The Downside of an Ushguli Winter

March 12, 2008

We interrupt our regular programming to bring you this special report.

Having heard that last week, within hours of the caterpillar coming at last to clear our road of snow and restore Ushguli to Planet Earth, avalanches had followed it and closed the road again, I determined to walk down and see the damage for myself. We have now been roadless since February 15 - we won't count the caterpillar's work because it arrived in the evening and that same night the road was re-closed by snow and rock falling.

Here, from today, are my cellphone shots of the successive avalanches, each 3-4 m in height.

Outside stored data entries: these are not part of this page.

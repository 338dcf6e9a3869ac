//! In-process fan-out of inbound messages to one-shot listeners.
//!
//! Listeners are keyed by the discriminator (`name`) they wait for. A
//! dispatch fires and removes every listener registered under the message's
//! name, oldest first, and leaves all other keys untouched.

// ============================================================================
// Imports
// ============================================================================

use std::collections::VecDeque;
use std::fmt;

use parking_lot::Mutex;
use rustc_hash::FxHashMap;
use tracing::trace;

use crate::protocol::InboundMessage;

// ============================================================================
// Types
// ============================================================================

/// One-shot listener callback.
pub type Listener = Box<dyn FnOnce(InboundMessage) + Send>;

/// Identifies a registered listener.
#[derive(Debug, Clone, Copy, PartialEq, Eq, Hash, PartialOrd, Ord)]
pub struct ListenerId(u64);

impl fmt::Display for ListenerId {
    fn fmt(&self, f: &mut fmt::Formatter<'_>) -> fmt::Result {
        write!(f, "listener-{}", self.0)
    }
}

/// A registered listener.
struct Entry {
    id: ListenerId,
    listener: Listener,
}

/// Listener table.
#[derive(Default)]
struct Registry {
    /// Next identifier to hand out.
    next_id: u64,
    /// Listeners by name, in registration order.
    by_name: FxHashMap<String, VecDeque<Entry>>,
    /// Name of every registered listener.
    names: FxHashMap<ListenerId, String>,
}

// ============================================================================
// MessageBus
// ============================================================================

/// Distributes inbound messages to one-shot listeners.
#[derive(Default)]
pub struct MessageBus {
    registry: Mutex<Registry>,
}

impl fmt::Debug for MessageBus {
    fn fmt(&self, f: &mut fmt::Formatter<'_>) -> fmt::Result {
        f.debug_struct("MessageBus")
            .field("pending", &self.pending_count())
            .finish()
    }
}

impl MessageBus {
    /// Creates an empty bus.
    #[inline]
    #[must_use]
    pub fn new() -> Self {
        Self::default()
    }

    /// Registers a one-shot listener for messages named `name`.
    pub fn register(&self, name: impl Into<String>, listener: Listener) -> ListenerId {
        let name = name.into();
        let mut registry = self.registry.lock();

        let id = ListenerId(registry.next_id);
        registry.next_id += 1;

        registry.names.insert(id, name.clone());
        registry
            .by_name
            .entry(name)
            .or_default()
            .push_back(Entry { id, listener });

        trace!(%id, "Listener registered");
        id
    }

    /// Fires and removes every listener registered for `message.name()`.
    ///
    /// Listeners run in registration order after the bus lock is released,
    /// so they may register new listeners. Returns the number fired.
    pub fn dispatch(&self, message: &InboundMessage) -> usize {
        let fired = {
            let mut registry = self.registry.lock();
            let Some(entries) = registry.by_name.remove(message.name()) else {
                return 0;
            };
            for entry in &entries {
                registry.names.remove(&entry.id);
            }
            entries
        };

        let count = fired.len();
        for entry in fired {
            (entry.listener)(message.clone());
        }

        trace!(name = message.name(), count, "Message dispatched");
        count
    }

    /// Removes a listener without firing it.
    ///
    /// Returns `false` if it already fired or was removed.
    pub fn remove(&self, id: ListenerId) -> bool {
        let mut registry = self.registry.lock();

        let Some(name) = registry.names.remove(&id) else {
            return false;
        };

        if let Some(entries) = registry.by_name.get_mut(&name) {
            entries.retain(|entry| entry.id != id);
            if entries.is_empty() {
                registry.by_name.remove(&name);
            }
        }

        trace!(%id, "Listener removed");
        true
    }

    /// Drops every listener without firing it. Returns the number dropped.
    pub fn clear(&self) -> usize {
        let dropped = {
            let mut registry = self.registry.lock();
            registry.names.clear();
            std::mem::take(&mut registry.by_name)
        };
        dropped.values().map(VecDeque::len).sum()
    }

    /// Returns the number of registered listeners.
    #[inline]
    #[must_use]
    pub fn pending_count(&self) -> usize {
        self.registry.lock().names.len()
    }

    /// Returns the number of listeners waiting for `name`.
    #[inline]
    #[must_use]
    pub fn pending_for(&self, name: &str) -> usize {
        self.registry
            .lock()
            .by_name
            .get(name)
            .map_or(0, VecDeque::len)
    }
}

// ============================================================================
// Tests
// ============================================================================
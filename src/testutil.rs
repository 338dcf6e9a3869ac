//! In-memory doubles for unit tests.

use std::sync::Arc;
use std::sync::atomic::{AtomicBool, AtomicU32, AtomicU64, Ordering};

use parking_lot::Mutex;
use url::Url;

use crate::config::SessionConfig;
use crate::error::{Error, Result};
use crate::notify::{Notification, NotificationSink, NotificationToken};
use crate::transport::{Socket, SocketEvent, SocketHandler, SocketProvider, SocketState};

/// Endpoint used by unit tests.
pub const TEST_ENDPOINT: &str = "ws://device.test/ws";

/// Default configuration pointing at [`TEST_ENDPOINT`].
pub fn test_config() -> SessionConfig {
    SessionConfig::new(Url::parse(TEST_ENDPOINT).expect("valid test endpoint"))
}

// ============================================================================
// MockSocket
// ============================================================================

/// Socket driven by the test: events are emitted by hand.
pub struct MockSocket {
    handler: Mutex<Option<SocketHandler>>,
    state: Mutex<SocketState>,
    sent: Mutex<Vec<String>>,
    send_attempts: AtomicU32,
    fail_sends: AtomicBool,
    fail_connect: bool,
    reconnects: AtomicU32,
    auto_open: bool,
    closed: AtomicBool,
}

impl MockSocket {
    fn new(auto_open: bool, fail_sends: bool, fail_connect: bool) -> Self {
        Self {
            handler: Mutex::new(None),
            state: Mutex::new(SocketState::Closed),
            sent: Mutex::new(Vec::new()),
            send_attempts: AtomicU32::new(0),
            fail_sends: AtomicBool::new(fail_sends),
            fail_connect,
            reconnects: AtomicU32::new(0),
            auto_open,
            closed: AtomicBool::new(false),
        }
    }

    /// Delivers `event` to the bound handler. Returns `false` if unbound.
    pub fn emit(&self, event: SocketEvent) -> bool {
        let handler = self.handler.lock().clone();
        match handler {
            Some(handler) => {
                handler(event);
                true
            }
            None => false,
        }
    }

    pub fn emit_open(&self) -> bool {
        *self.state.lock() = SocketState::Open;
        self.emit(SocketEvent::Open)
    }

    pub fn emit_message(&self, text: &str) -> bool {
        self.emit(SocketEvent::Message(text.to_string()))
    }

    pub fn emit_close(&self) -> bool {
        *self.state.lock() = SocketState::Closed;
        self.emit(SocketEvent::Close)
    }

    pub fn fail_sends(&self, fail: bool) {
        self.fail_sends.store(fail, Ordering::SeqCst);
    }

    pub fn is_bound(&self) -> bool {
        self.handler.lock().is_some()
    }

    pub fn sent(&self) -> Vec<String> {
        self.sent.lock().clone()
    }

    pub fn send_attempts(&self) -> usize {
        self.send_attempts.load(Ordering::SeqCst) as usize
    }

    pub fn reconnect_calls(&self) -> u32 {
        self.reconnects.load(Ordering::SeqCst)
    }

    pub fn was_closed(&self) -> bool {
        self.closed.load(Ordering::SeqCst)
    }
}

impl Socket for MockSocket {
    fn bind(&self, handler: SocketHandler) {
        *self.handler.lock() = Some(handler);
    }

    fn unbind(&self) {
        *self.handler.lock() = None;
    }

    fn send(&self, data: &str) -> Result<()> {
        self.send_attempts.fetch_add(1, Ordering::SeqCst);
        if self.fail_sends.load(Ordering::SeqCst) {
            return Err(Error::transport("mock send failure"));
        }
        self.sent.lock().push(data.to_string());
        Ok(())
    }

    fn reconnect(&self) -> Result<()> {
        self.reconnects.fetch_add(1, Ordering::SeqCst);
        if self.fail_connect {
            return Err(Error::transport("mock connect failure"));
        }

        *self.state.lock() = SocketState::Connecting;
        if self.auto_open {
            self.emit_open();
        }
        Ok(())
    }

    fn state(&self) -> SocketState {
        *self.state.lock()
    }

    fn close(&self) {
        self.closed.store(true, Ordering::SeqCst);
        *self.state.lock() = SocketState::Closed;
    }
}

// ============================================================================
// MockProvider
// ============================================================================

/// Provider handing out a fresh [`MockSocket`] per call.
pub struct MockProvider {
    sockets: Mutex<Vec<Arc<MockSocket>>>,
    auto_open: bool,
    fail_establish: AtomicU32,
    fail_sends: AtomicBool,
    fail_connect: AtomicBool,
}

impl MockProvider {
    /// Sockets open as soon as they are connected.
    pub fn new() -> Self {
        Self::with_auto_open(true)
    }

    /// Sockets stay connecting until the test emits `Open`.
    pub fn manual() -> Self {
        Self::with_auto_open(false)
    }

    fn with_auto_open(auto_open: bool) -> Self {
        Self {
            sockets: Mutex::new(Vec::new()),
            auto_open,
            fail_establish: AtomicU32::new(0),
            fail_sends: AtomicBool::new(false),
            fail_connect: AtomicBool::new(false),
        }
    }

    /// Fails the next `count` calls to `socket_for`.
    pub fn fail_next_establish(&self, count: u32) {
        self.fail_establish.store(count, Ordering::SeqCst);
    }

    /// Makes sockets created from now on fail every send.
    pub fn set_fail_sends(&self, fail: bool) {
        self.fail_sends.store(fail, Ordering::SeqCst);
    }

    /// Makes sockets created from now on fail `reconnect`.
    pub fn fail_connect_calls(&self, fail: bool) {
        self.fail_connect.store(fail, Ordering::SeqCst);
    }

    pub fn sockets(&self) -> Vec<Arc<MockSocket>> {
        self.sockets.lock().clone()
    }

    pub fn socket_count(&self) -> usize {
        self.sockets.lock().len()
    }

    pub fn latest(&self) -> Arc<MockSocket> {
        self.sockets
            .lock()
            .last()
            .cloned()
            .expect("no socket created yet")
    }
}

impl SocketProvider for MockProvider {
    fn socket_for(&self, _endpoint: &Url) -> Result<Arc<dyn Socket>> {
        let remaining = self.fail_establish.load(Ordering::SeqCst);
        if remaining > 0 {
            self.fail_establish.store(remaining - 1, Ordering::SeqCst);
            return Err(Error::provider("mock provider failure"));
        }

        let socket = Arc::new(MockSocket::new(
            self.auto_open,
            self.fail_sends.load(Ordering::SeqCst),
            self.fail_connect.load(Ordering::SeqCst),
        ));
        self.sockets.lock().push(Arc::clone(&socket));
        Ok(socket)
    }
}

// ============================================================================
// RecordingSink
// ============================================================================

/// Sink that records everything shown and cancelled.
#[derive(Default)]
pub struct RecordingSink {
    next_id: AtomicU64,
    shown: Mutex<Vec<Notification>>,
    cancelled: Mutex<Vec<NotificationToken>>,
    visible: Mutex<Vec<NotificationToken>>,
}

impl RecordingSink {
    pub fn new() -> Self {
        Self::default()
    }

    pub fn contents(&self) -> Vec<String> {
        self.shown.lock().iter().map(|n| n.content.clone()).collect()
    }

    pub fn shown_count(&self) -> usize {
        self.shown.lock().len()
    }

    pub fn cancelled(&self) -> Vec<NotificationToken> {
        self.cancelled.lock().clone()
    }

    pub fn visible_count(&self) -> usize {
        self.visible.lock().len()
    }

    pub fn last(&self) -> Option<Notification> {
        self.shown.lock().last().cloned()
    }
}

impl NotificationSink for RecordingSink {
    fn show(&self, notification: &Notification) -> NotificationToken {
        let token = NotificationToken::new(self.next_id.fetch_add(1, Ordering::SeqCst));
        self.shown.lock().push(notification.clone());
        self.visible.lock().push(token);
        token
    }

    fn cancel(&self, token: NotificationToken) {
        self.cancelled.lock().push(token);
        self.visible.lock().retain(|t| *t != token);
    }
}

Last week, a friend on the phone from Tbilisi asked me what we're eating, in this isolated condition. "Each other," I replied, to great amusement. Not true yet - we have plenty of stored food and livestock, and then there are always shoes to boil, and bark off the trees. Plenty of snow for water.

Seriously, Ushguli does feel the strain of being cut off from the world every winter for weeks or months. A university student here during a 6-week break had to cross that nightmare on horseback to return to Mestia for his transport back to Tbilisi. An elderly lady here, one of my colleagues in the school, lost her sister and brother-in-law in another part of Georgia last week. She must get to the funeral. The school badly needs firewood; the classrooms are much too cold, and children are more susceptible to flu and other common diseases of winter. These are all minor worries, however, compared to what will happen if there's a medical emergency now - someone could easily die.